If you look near the center of almost any project at the Pullias Center, you will see the fingerprints of Monica Raad.  As the Administrative Project Manager, she is responsible for all center financials, budgeting, grant submissions, and logistics.  Having been there since 2003, she is one of the center’s longest-running current employees. 

She has a particularly fond memory of something told to her by Tierney, the center’s Director at the time, about five years into her job. It was just after the departure of the last student who had been working there when she began.  “He told me he always thought about himself as Peter Pan and the rest of us were living in NeverLand – we didn’t grow up and leave, only the students we served would!”  From that point forward she thought of herself as part of the Lost Boys. “I love to see the students – whether high school participants or undergrad student workers or doctoral students –  join our center, spend some time with us and grow into incredible, confident, knowledgeable, wonderful people.”

As for that sole figure exiting the building on the eve of the coronavirus lockdown, Jonathan Zaleski is one of the more recent additions to the team. In his role as Communications Manager, his primary responsibility is helping to get the Pullias Center’s research and recommendations in front of the higher education community in general, and policymakers and practitioners in particular.

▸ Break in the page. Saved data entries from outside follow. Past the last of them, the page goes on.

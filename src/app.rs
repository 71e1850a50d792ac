use eframe::egui;

use crate::state::AppState;
use crate::ui::{charts, panels};

// ---------------------------------------------------------------------------
// eframe App implementation
// ---------------------------------------------------------------------------

#[derive(Default)]
pub struct AnalogExplorerApp {
    pub state: AppState,
}

impl eframe::App for AnalogExplorerApp {
    fn update(&mut self, ctx: &egui::Context, _frame: &mut eframe::Frame) {
        // ---- Top panel: menu bar and selection summary ----
        egui::TopBottomPanel::top("top_bar").show(ctx, |ui| {
            panels::top_bar(ui, &mut self.state);
        });

        // ---- Left side panel: run parameters, date range ----
        egui::SidePanel::left("run_panel")
            .default_width(240.0)
            .resizable(true)
            .show(ctx, |ui| {
                panels::side_panel(ui, &mut self.state);
            });

        // ---- Central panel: the five linked charts ----
        egui::CentralPanel::default().show(ctx, |ui| {
            charts::dashboard(ui, &mut self.state);
        });

        // ---- Blocking alert for invalid manual input ----
        if let Some(message) = self.state.dash.alert.clone() {
            egui::Window::new("Invalid date range")
                .collapsible(false)
                .resizable(false)
                .anchor(egui::Align2::CENTER_CENTER, [0.0, 0.0])
                .show(ctx, |ui| {
                    ui.label(message);
                    if ui.button("OK").clicked() {
                        self.state.dash.alert = None;
                    }
                });
        }
    }
}
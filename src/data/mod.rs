/// Data layer: core types, loading, and the dimensional index.
///
/// Architecture:
/// ```text
///  analogs .tsv / run config .txt
///        │
///        ▼
///   ┌──────────┐
///   │  loader   │  parse rows → AnalogDataset (derived fields, ranges)
///   └──────────┘
///        │
///        ▼
///   ┌───────────────┐
///   │ AnalogDataset  │  Vec<AnalogRecord>, normalization constants
///   └───────────────┘
///        │
///        ▼
///   ┌──────────┐
///   │  filter   │  shared FilterSet → per-chart (key → count) aggregates
///   └──────────┘
/// ```
pub mod filter;
pub mod loader;
pub mod model;
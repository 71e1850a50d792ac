use std::fmt::Write as _;
use std::path::PathBuf;

use chrono::NaiveDate;

/// Number of analogue rows emitted per reference day.
const ANALOGS_PER_DAY: usize = 5;

/// Minimal deterministic PRNG (xoshiro256**)
struct SimpleRng {
    state: [u64; 4],
}

impl SimpleRng {
    fn new(seed: u64) -> Self {
        let mut s = [0u64; 4];
        let mut x = seed;
        for slot in &mut s {
            x = x.wrapping_mul(6364136223846793005).wrapping_add(1);
            *slot = x;
        }
        SimpleRng { state: s }
    }

    fn next_u64(&mut self) -> u64 {
        let result = (self.state[1].wrapping_mul(5))
            .rotate_left(7)
            .wrapping_mul(9);
        let t = self.state[1] << 17;
        self.state[2] ^= self.state[0];
        self.state[3] ^= self.state[1];
        self.state[1] ^= self.state[2];
        self.state[0] ^= self.state[3];
        self.state[2] ^= t;
        self.state[3] = self.state[3].rotate_left(45);
        result
    }

    fn uniform(&mut self) -> f64 {
        (self.next_u64() >> 11) as f64 / (1u64 << 53) as f64
    }

    fn range_i32(&mut self, lo: i32, hi: i32) -> i32 {
        lo + (self.uniform() * (hi - lo + 1) as f64) as i32
    }

    /// Box–Muller.
    fn gauss(&mut self, mu: f64, sigma: f64) -> f64 {
        let u1 = self.uniform().max(f64::MIN_POSITIVE);
        let u2 = self.uniform();
        let z = (-2.0 * u1.ln()).sqrt() * (std::f64::consts::TAU * u2).cos();
        mu + sigma * z
    }
}

fn main() -> std::io::Result<()> {
    let mut args = std::env::args().skip(1);
    let data_path: PathBuf = args
        .next()
        .unwrap_or_else(|| "sample_analogs.tsv".to_string())
        .into();
    let config_path: PathBuf = args
        .next()
        .unwrap_or_else(|| "sample_config.txt".to_string())
        .into();

    let mut rng = SimpleRng::new(20030601);

    let start = NaiveDate::from_ymd_opt(2003, 1, 1).unwrap();
    let end = NaiveDate::from_ymd_opt(2004, 12, 31).unwrap();

    let mut data = String::from("dateRef\tdateAnlg\tDis\tCorr\n");
    let mut day = start;
    while day <= end {
        for _ in 0..ANALOGS_PER_DAY {
            let year = rng.range_i32(1948, 2016);
            let month = rng.range_i32(1, 12) as u32;
            let dom = rng.range_i32(1, 28) as u32;
            let analog = NaiveDate::from_ymd_opt(year, month, dom).unwrap_or(day);

            let dis = rng.gauss(1500.0, 420.0).max(0.0);
            let corr = rng.gauss(0.4, 0.3).clamp(-1.0, 1.0);

            let _ = writeln!(
                data,
                "{}\t{}\t{:.1}\t{:.2}",
                day.format("%Y%m%d"),
                analog.format("%Y%m%d"),
                dis,
                corr
            );
        }
        match day.succ_opt() {
            Some(next) => day = next,
            None => break,
        }
    }

    let config = "\
outputfile = sample_analogs.tsv
nanalog = 5
varname = \"slp\"
simsource = \"NCEP\"
archisource = \"NCEP\"
predictordom = \"-80.0,50.0,22.5,70.0\"
archiperiod = \"1948-01-01,2016-12-31\"
";

    std::fs::write(&data_path, data)?;
    std::fs::write(&config_path, config)?;

    println!(
        "Wrote {} and {}",
        data_path.display(),
        config_path.display()
    );
    Ok(())
}
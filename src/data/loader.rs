use std::io::Read;
use std::path::Path;

use chrono::{Datelike, NaiveDate};
use serde::Deserialize;
use thiserror::Error;

use super::model::{AnalogDataset, AnalogInput};

// ---------------------------------------------------------------------------
// Errors
// ---------------------------------------------------------------------------

/// Structured load failures. Malformed rows abort the load and name the
/// offending row instead of propagating invalid values into the index.
#[derive(Debug, Error)]
pub enum LoadError {
    #[error(transparent)]
    Io(#[from] std::io::Error),

    #[error(transparent)]
    Csv(#[from] csv::Error),

    #[error("data file contains no rows")]
    Empty,

    #[error("row {row}: invalid {field} date '{token}' (expected YYYYMMDD)")]
    InvalidDate {
        row: usize,
        field: &'static str,
        token: String,
    },
}

// ---------------------------------------------------------------------------
// Analogues data file (tab-separated)
// ---------------------------------------------------------------------------

/// One raw line of the analogues output file.
///
/// ```text
/// dateRef \t dateAnlg \t Dis \t Corr
/// 20030601 \t 19900612 \t 1377.1 \t 0.43
/// ```
#[derive(Debug, Deserialize)]
struct RawRow {
    #[serde(rename = "dateRef")]
    date_ref: String,
    #[serde(rename = "dateAnlg")]
    date_anlg: String,
    #[serde(rename = "Dis")]
    dis: f64,
    #[serde(rename = "Corr")]
    corr: f64,
}

/// Load the analogues data file produced by the detection process.
pub fn load_data(path: &Path) -> Result<AnalogDataset, LoadError> {
    let reader = csv::ReaderBuilder::new()
        .delimiter(b'\t')
        .from_path(path)?;
    parse_data(reader)
}

fn parse_data<R: Read>(mut reader: csv::Reader<R>) -> Result<AnalogDataset, LoadError> {
    let mut inputs = Vec::new();

    for (row_no, result) in reader.deserialize::<RawRow>().enumerate() {
        let raw = result?;
        inputs.push(parse_row(row_no, raw)?);
    }

    AnalogDataset::from_inputs(&inputs).ok_or(LoadError::Empty)
}

fn parse_row(row: usize, raw: RawRow) -> Result<AnalogInput, LoadError> {
    let date_ref = parse_compact_date(&raw.date_ref).ok_or_else(|| LoadError::InvalidDate {
        row,
        field: "dateRef",
        token: raw.date_ref.clone(),
    })?;
    // Only the year feeds the decade bucketing, but the whole token is
    // validated so a mangled line cannot slip through.
    let date_anlg = parse_compact_date(&raw.date_anlg).ok_or_else(|| LoadError::InvalidDate {
        row,
        field: "dateAnlg",
        token: raw.date_anlg.clone(),
    })?;

    Ok(AnalogInput {
        date_ref,
        analog_year: date_anlg.year(),
        distance: raw.dis,
        correlation: raw.corr,
    })
}

/// Parse a `YYYYMMDD` date token.
pub fn parse_compact_date(token: &str) -> Option<NaiveDate> {
    NaiveDate::parse_from_str(token.trim(), "%Y%m%d").ok()
}

// ---------------------------------------------------------------------------
// Run configuration (key = value text blob)
// ---------------------------------------------------------------------------

/// The analogues-detection run parameters, rendered verbatim in the UI.
/// No computation depends on these beyond the reference-period display.
#[derive(Debug, Clone, Default, PartialEq)]
pub struct RunConfig {
    pub outputfile: String,
    pub nanalog: String,
    pub varname: String,
    pub simsource: String,
    pub archivesource: String,
    pub bbox: String,
    /// Reference period, `dd/mm/yyyy` each, or the literal "dummy".
    pub ref_start: String,
    pub ref_end: String,
}

/// Load the key=value configuration blob written next to the data file.
pub fn load_config(path: &Path) -> Result<RunConfig, LoadError> {
    let text = std::fs::read_to_string(path)?;
    Ok(parse_config(&text))
}

/// Fields are matched by key substring, like the upstream tooling writes
/// them; missing fields simply stay empty.
fn parse_config(text: &str) -> RunConfig {
    let mut config = RunConfig::default();

    for line in text.lines() {
        let Some((key, value)) = line.split_once('=') else {
            continue;
        };
        let key = key.trim();
        let value = value.trim().trim_matches('"').trim();

        if key.contains("outputfile") {
            config.outputfile = value.to_string();
        } else if key.contains("nanalog") {
            config.nanalog = value.to_string();
        } else if key.contains("varname") {
            config.varname = value.to_string();
        } else if key.contains("simsource") {
            config.simsource = value.to_string();
        } else if key.contains("archisource") {
            config.archivesource = value.to_string();
        } else if key.contains("predictordom") {
            config.bbox = value.to_string();
        } else if key.contains("archiperiod") {
            let mut parts = value.splitn(2, ',');
            config.ref_start = format_ref_date(parts.next().unwrap_or(""));
            config.ref_end = format_ref_date(parts.next().unwrap_or(""));
        }
    }

    config
}

/// Reformat a reference-period token to `dd/mm/yyyy`. The "dummy" sentinel
/// and anything unparseable pass through verbatim.
fn format_ref_date(token: &str) -> String {
    let token = token.trim().trim_matches('"').trim();
    let parsed = NaiveDate::parse_from_str(token, "%Y-%m-%d")
        .or_else(|_| NaiveDate::parse_from_str(token, "%Y%m%d"));
    match parsed {
        Ok(date) => date.format("%d/%m/%Y").to_string(),
        Err(_) => token.to_string(),
    }
}

// ---------------------------------------------------------------------------
// Tests
// ---------------------------------------------------------------------------
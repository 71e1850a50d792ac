use eframe::egui::Color32;
use palette::{Hsl, IntoColor, Srgb};

use crate::data::model::{DecadeBucket, Season};

// ---------------------------------------------------------------------------
// Fixed chart palettes
// ---------------------------------------------------------------------------

/// Default bar fill for the time/correlation/distance charts.
pub const BAR_FILL: Color32 = Color32::from_rgb(0x31, 0x82, 0xBD);

/// Season slice colours (DJF, MAM, JJA, SON).
pub fn season_color(season: Season) -> Color32 {
    match season {
        Season::Djf => Color32::from_rgb(0x9D, 0xD8, 0xD3),
        Season::Mam => Color32::from_rgb(0xFF, 0xE5, 0x45),
        Season::Jja => Color32::from_rgb(0xA9, 0xDB, 0x66),
        Season::Son => Color32::from_rgb(0xFF, 0xAD, 0x5D),
    }
}

/// Two-tone decade palette ("Melting Glaciers"): the first four archive
/// decades in the darker shade, the recent four in the lighter one.
pub fn decade_color(decade: DecadeBucket) -> Color32 {
    match decade {
        DecadeBucket::Y1948To1955
        | DecadeBucket::Y1956To1965
        | DecadeBucket::Y1966To1975
        | DecadeBucket::Y1976To1985 => Color32::from_rgb(0x67, 0x73, 0x9F),
        _ => Color32::from_rgb(0xB1, 0xCE, 0xF5),
    }
}

// ---------------------------------------------------------------------------
// Selection variants
// ---------------------------------------------------------------------------

fn shift(color: Color32, lightness: f32, saturation: f32) -> Color32 {
    let rgb = Srgb::new(
        color.r() as f32 / 255.0,
        color.g() as f32 / 255.0,
        color.b() as f32 / 255.0,
    );
    let mut hsl: Hsl = rgb.into_color();
    hsl.lightness = (hsl.lightness + lightness).clamp(0.0, 1.0);
    hsl.saturation = (hsl.saturation + saturation).clamp(0.0, 1.0);
    let out: Srgb = hsl.into_color();
    Color32::from_rgb(
        (out.red * 255.0) as u8,
        (out.green * 255.0) as u8,
        (out.blue * 255.0) as u8,
    )
}

/// Brighter variant for a selected chart element.
pub fn highlight(color: Color32) -> Color32 {
    shift(color, 0.12, 0.10)
}

/// Washed-out variant for elements outside the current selection.
pub fn faded(color: Color32) -> Color32 {
    shift(color, 0.22, -0.35)
}

#[cfg(test)]
mod tests {
    use super::*;

    #[test]
    fn variants_stay_distinct_from_the_base() {
        for season in Season::ALL {
            let base = season_color(season);
            assert_ne!(highlight(base), faded(base));
        }
    }
}
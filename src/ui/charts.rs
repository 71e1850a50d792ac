use std::f32::consts::TAU;

use chrono::{Datelike, NaiveDate};
use eframe::egui::{self, Align2, Color32, FontId, Pos2, Sense, Stroke, Ui, Vec2};
use egui_plot::{Bar, BarChart, Plot, PlotBounds, PlotPoint, PlotPoints, Polygon, Text};

use crate::color;
use crate::data::filter::Granularity;
use crate::data::model::{
    bin_value, day_number, instant_to_x, month_start, x_to_instant, DecadeBucket, Season,
    CORR_BIN_WIDTH, DIS_BIN_WIDTH,
};
use crate::state::{AppState, ChartId};

// ---------------------------------------------------------------------------
// Dashboard layout (central panel)
// ---------------------------------------------------------------------------

/// Render all five linked charts.
pub fn dashboard(ui: &mut Ui, state: &mut AppState) {
    if state.dataset.is_none() {
        ui.centered_and_justified(|ui: &mut Ui| {
            ui.heading("Open an analogues file to explore it  (File → Open data…)");
        });
        return;
    }

    egui::ScrollArea::vertical()
        .auto_shrink([false, false])
        .show(ui, |ui: &mut Ui| {
            ui.strong("Reference dates");
            time_chart(ui, state);
            ui.add_space(8.0);

            ui.columns(2, |cols: &mut [Ui]| {
                cols[0].strong("Seasons");
                season_pie(&mut cols[0], state);
                cols[1].strong("Analogue decades");
                decade_chart(&mut cols[1], state);
            });
            ui.add_space(8.0);

            ui.columns(2, |cols: &mut [Ui]| {
                score_chart(&mut cols[0], state, ScoreDim::Correlation);
                score_chart(&mut cols[1], state, ScoreDim::Distance);
            });
        });
}

// ---------------------------------------------------------------------------
// Time bar chart – brush, zoom and the granularity switch
// ---------------------------------------------------------------------------

fn time_chart(ui: &mut Ui, state: &mut AppState) {
    let Some(agg) = state.aggregates.as_ref() else {
        return;
    };
    let counts: Vec<(NaiveDate, usize)> = agg.time.iter().map(|(&d, &c)| (d, c)).collect();
    let y_max = counts.iter().map(|&(_, c)| c).max().unwrap_or(0) as f64;

    let granularity = state.dash.granularity;
    let axis_domain = state.dash.axis_domain;
    let selection = current_overlay(state);

    let bars: Vec<Bar> = counts
        .iter()
        .map(|&(key, count)| {
            let (x, width) = match granularity {
                Granularity::Day => (day_number(key) + 0.5, 0.9),
                Granularity::Month => month_bar(key),
            };
            Bar::new(x, count as f64).width(width).fill(color::BAR_FILL)
        })
        .collect();

    let fmt_granularity = granularity;
    let plot = Plot::new("time_chart")
        .height(220.0)
        .allow_drag(false)
        .allow_boxed_zoom(false)
        .allow_scroll(false)
        .allow_zoom([true, false])
        .allow_double_click_reset(false)
        .x_axis_formatter(move |mark: egui_plot::GridMark, _range: &std::ops::RangeInclusive<f64>| {
            format_tick(mark.value, fmt_granularity)
        })
        .label_formatter(move |_name: &str, point: &PlotPoint| {
            format_tick(point.x, fmt_granularity)
        });

    let apply_domain = state.dash.axis_dirty;
    let response = plot.show(ui, |plot_ui: &mut egui_plot::PlotUi| {
        if apply_domain {
            // A transition moved the axis: pin the new domain.
            plot_ui.set_plot_bounds(PlotBounds::from_min_max(
                [axis_domain.0, 0.0],
                [axis_domain.1, (y_max * 1.05).max(1.0)],
            ));
        } else {
            // Keep the x-domain where it is, let the count axis fit.
            plot_ui.set_auto_bounds([false, true]);
        }

        plot_ui.bar_chart(
            BarChart::new(bars).element_formatter(Box::new(move |bar: &Bar, _: &BarChart| {
                format!("{}: {} analogues", format_tick(bar.argument, fmt_granularity), bar.value)
            })),
        );

        // Shaded overlay for the active selection (live drag wins).
        if let Some((lo, hi)) = selection {
            let top = (y_max * 1.05).max(1.0);
            let corners: Vec<[f64; 2]> = vec![[lo, 0.0], [hi, 0.0], [hi, top], [lo, top]];
            plot_ui.polygon(
                Polygon::new(PlotPoints::from(corners))
                    .fill_color(Color32::from_rgba_unmultiplied(0x31, 0x82, 0xBD, 36))
                    .stroke(Stroke::new(1.0, color::BAR_FILL)),
            );
        }

        plot_ui.pointer_coordinate().map(|p: PlotPoint| p.x)
    });
    state.dash.axis_dirty = false;

    let pointer_x = response.inner;

    // Brush: primary drag selects a date range.
    if response.response.drag_started() {
        if let Some(x) = pointer_x {
            state.brush_drag = Some((x, x));
        }
    } else if response.response.dragged() {
        if let (Some(drag), Some(x)) = (state.brush_drag.as_mut(), pointer_x) {
            drag.1 = x;
        }
    } else if response.response.drag_stopped() {
        if let Some((a, b)) = state.brush_drag.take() {
            let (lo, hi) = if a <= b { (a, b) } else { (b, a) };
            if hi - lo > f64::EPSILON {
                state.brush(x_to_instant(lo), x_to_instant(hi));
            }
        }
    } else if response.response.double_clicked() {
        state.reset_chart(ChartId::Time);
    } else {
        // No gesture of our own: a changed x-domain means a wheel zoom.
        let bounds = response.transform.bounds();
        let seen = (bounds.min()[0], bounds.max()[0]);
        if (seen.0 - axis_domain.0).abs() > 1e-6 || (seen.1 - axis_domain.1).abs() > 1e-6 {
            state.zoom(seen);
        }
    }
}

fn current_overlay(state: &AppState) -> Option<(f64, f64)> {
    if let Some((a, b)) = state.brush_drag {
        return Some(if a <= b { (a, b) } else { (b, a) });
    }
    state
        .dash
        .filters
        .time
        .map(|(lo, hi)| (instant_to_x(lo), instant_to_x(hi)))
}

/// Bar centre and width of one month bucket.
fn month_bar(month_key: NaiveDate) -> (f64, f64) {
    let next = if month_key.month() == 12 {
        NaiveDate::from_ymd_opt(month_key.year() + 1, 1, 1)
    } else {
        NaiveDate::from_ymd_opt(month_key.year(), month_key.month() + 1, 1)
    }
    .unwrap_or(month_key);
    let start = day_number(month_key);
    let width = (day_number(next) - start).max(1.0);
    (start + width / 2.0, width * 0.92)
}

fn format_tick(x: f64, granularity: Granularity) -> String {
    let date = x_to_instant(x).date();
    match granularity {
        Granularity::Day => date.format("%d/%m/%Y").to_string(),
        Granularity::Month => month_start(date).format("%b %Y").to_string(),
    }
}

// ---------------------------------------------------------------------------
// Season pie chart (painter-drawn wedges)
// ---------------------------------------------------------------------------

fn season_pie(ui: &mut Ui, state: &mut AppState) {
    let Some(agg) = state.aggregates.as_ref() else {
        return;
    };
    let slices: Vec<(Season, usize)> = agg.seasons.clone();
    let total: usize = slices.iter().map(|&(_, c)| c).sum();
    let selected = state.dash.filters.seasons.clone();

    let side = ui.available_width().min(180.0).max(110.0);
    let (rect, response) = ui.allocate_exact_size(Vec2::new(ui.available_width(), side), Sense::click());
    let painter = ui.painter().with_clip_rect(rect);

    let center = rect.center();
    let radius = (side / 2.0 - 8.0).max(20.0);

    let hover_angle = response
        .hover_pos()
        .and_then(|pos: Pos2| angle_in_pie(center, radius, pos));

    let mut clicked_season: Option<Season> = None;
    let mut hovered_label: Option<String> = None;

    if total == 0 {
        painter.circle_stroke(center, radius, Stroke::new(1.0, Color32::GRAY));
    } else {
        // Wedges start at 12 o'clock and run clockwise, DJF first.
        let mut start = -TAU / 4.0;
        for &(season, count) in &slices {
            if count == 0 {
                continue;
            }
            let sweep = TAU * count as f32 / total as f32;

            let base = color::season_color(season);
            let fill = if selected.is_empty() {
                base
            } else if selected.contains(&season) {
                color::highlight(base)
            } else {
                color::faded(base)
            };

            let hovered = hover_angle.is_some_and(|a: f32| angle_within(a, start, sweep));
            if hovered {
                hovered_label = Some(format!("{season}: {count} analogues"));
                if response.clicked() {
                    clicked_season = Some(season);
                }
            }

            painter.add(egui::Shape::convex_polygon(
                wedge_points(center, radius, start, sweep),
                fill,
                Stroke::new(1.0, Color32::WHITE),
            ));

            // Label the slice when it is wide enough to carry text.
            if sweep > 0.5 {
                let mid = start + sweep / 2.0;
                let pos = center + Vec2::new(mid.cos(), mid.sin()) * (radius * 0.6);
                painter.text(
                    pos,
                    Align2::CENTER_CENTER,
                    season.label(),
                    FontId::proportional(11.0),
                    Color32::from_gray(40),
                );
            }

            start += sweep;
        }
    }

    if let Some(season) = clicked_season {
        state.toggle_season(season);
    }

    // Legend with counts; clicking an entry toggles like the slice does.
    ui.horizontal_wrapped(|ui: &mut Ui| {
        for &(season, count) in &slices {
            let text = egui::RichText::new(format!("{season} {count}"))
                .color(color::season_color(season))
                .strong();
            if ui.selectable_label(selected.contains(&season), text).clicked() {
                state.toggle_season(season);
            }
        }
    });
    if let Some(label) = hovered_label {
        ui.small(label);
    }
}

fn wedge_points(center: Pos2, radius: f32, start: f32, sweep: f32) -> Vec<Pos2> {
    let steps = ((sweep / 0.08).ceil() as usize).max(2);
    let mut points = Vec::with_capacity(steps + 2);
    points.push(center);
    for i in 0..=steps {
        let a = start + sweep * i as f32 / steps as f32;
        points.push(center + Vec2::new(a.cos(), a.sin()) * radius);
    }
    points
}

/// Angle of `pos` inside the pie disc, normalised to `[-TAU/4, 3*TAU/4)`.
fn angle_in_pie(center: Pos2, radius: f32, pos: Pos2) -> Option<f32> {
    let v = pos - center;
    if v.length() > radius {
        return None;
    }
    let mut angle = v.y.atan2(v.x);
    if angle < -TAU / 4.0 {
        angle += TAU;
    }
    Some(angle)
}

fn angle_within(angle: f32, start: f32, sweep: f32) -> bool {
    angle >= start && angle < start + sweep
}

// ---------------------------------------------------------------------------
// Decade row chart (horizontal bars)
// ---------------------------------------------------------------------------

fn decade_chart(ui: &mut Ui, state: &mut AppState) {
    let Some(agg) = state.aggregates.as_ref() else {
        return;
    };
    let rows: Vec<(DecadeBucket, usize)> = agg.decades.clone();
    let selected = state.dash.filters.decades.clone();
    let n = rows.len();
    let x_max = rows.iter().map(|&(_, c)| c).max().unwrap_or(0) as f64;

    let bars: Vec<Bar> = rows
        .iter()
        .enumerate()
        .map(|(i, &(decade, count))| {
            let base = color::decade_color(decade);
            let fill = if selected.is_empty() {
                base
            } else if selected.contains(&decade) {
                color::highlight(base)
            } else {
                color::faded(base)
            };
            // Earliest decade on the top row.
            Bar::new((n - 1 - i) as f64, count as f64).width(0.8).fill(fill)
        })
        .collect();

    let labels: Vec<(f64, String)> = rows
        .iter()
        .enumerate()
        .map(|(i, &(decade, count))| ((n - 1 - i) as f64, format!("{decade}  ({count})")))
        .collect();

    let response = Plot::new("decade_chart")
        .height(180.0)
        .allow_drag(false)
        .allow_boxed_zoom(false)
        .allow_scroll(false)
        .allow_zoom(false)
        .allow_double_click_reset(false)
        .show_axes([true, false])
        .x_axis_label("Count")
        .show(ui, |plot_ui: &mut egui_plot::PlotUi| {
            plot_ui.set_plot_bounds(PlotBounds::from_min_max(
                [0.0, -0.6],
                [(x_max * 1.1).max(1.0), n as f64 - 0.4],
            ));
            plot_ui.bar_chart(BarChart::new(bars).horizontal());
            let label_x = (x_max * 1.1).max(1.0) * 0.02;
            for (y, text) in &labels {
                plot_ui.text(
                    Text::new(PlotPoint::new(label_x, *y), text.clone())
                        .anchor(Align2::LEFT_CENTER)
                        .color(Color32::from_gray(60)),
                );
            }
            plot_ui.pointer_coordinate().map(|p: PlotPoint| p.y)
        });

    if response.response.clicked() {
        if let Some(y) = response.inner {
            let row = y.round();
            if row >= 0.0 && (row as usize) < n {
                let idx = n - 1 - row as usize;
                let decade = rows[idx].0;
                state.toggle_decade(decade);
            }
        }
    } else if response.response.double_clicked() {
        state.reset_chart(ChartId::Decade);
    }
}
use std::path::Path;

use analog_explorer::app::AnalogExplorerApp;
use analog_explorer::ui::panels;
use eframe::egui;

fn main() -> eframe::Result {
    env_logger::init();

    let options = eframe::NativeOptions {
        viewport: egui::ViewportBuilder::default()
            .with_inner_size([1280.0, 860.0])
            .with_min_inner_size([760.0, 520.0]),
        ..Default::default()
    };

    eframe::run_native(
        "Analog Explorer – Analogue Dates Dashboard",
        options,
        Box::new(|_cc| {
            let mut app = AnalogExplorerApp::default();

            // Optional startup paths: data file first, run config second.
            let mut args = std::env::args().skip(1);
            if let Some(data) = args.next() {
                panels::load_data_path(&mut app.state, Path::new(&data));
            }
            if let Some(config) = args.next() {
                panels::load_config_path(&mut app.state, Path::new(&config));
            }

            Ok(Box::new(app))
        }),
    )
}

The importance of what the Pullias Center is working to achieve is palpable to Zaleski.  “I always feel honored when I find myself at a table with the Pullias Center faculty, who are leaders in their fields in so many ways, getting to participate in what are essentially discussions that could shape the future of higher education.”

From his perspective, each piece of research is a passion project for the team leaders that seeks to make higher education more accessible or successful for very specific populations.  “Most of those populations – the underserved, the minoritized, the marginalized – don’t even know we exist,” he points out, ”but we are out there impacting their higher education experience for the better all the time.”

“I believe the Pullias Center is truly a beacon of research and reason on the foggy and shifting landscape of Higher Education,” he concludes, thinking about that March night leaving campus for the last time in too long a time.  “I look forward to seeing how the next 25 years turns out.”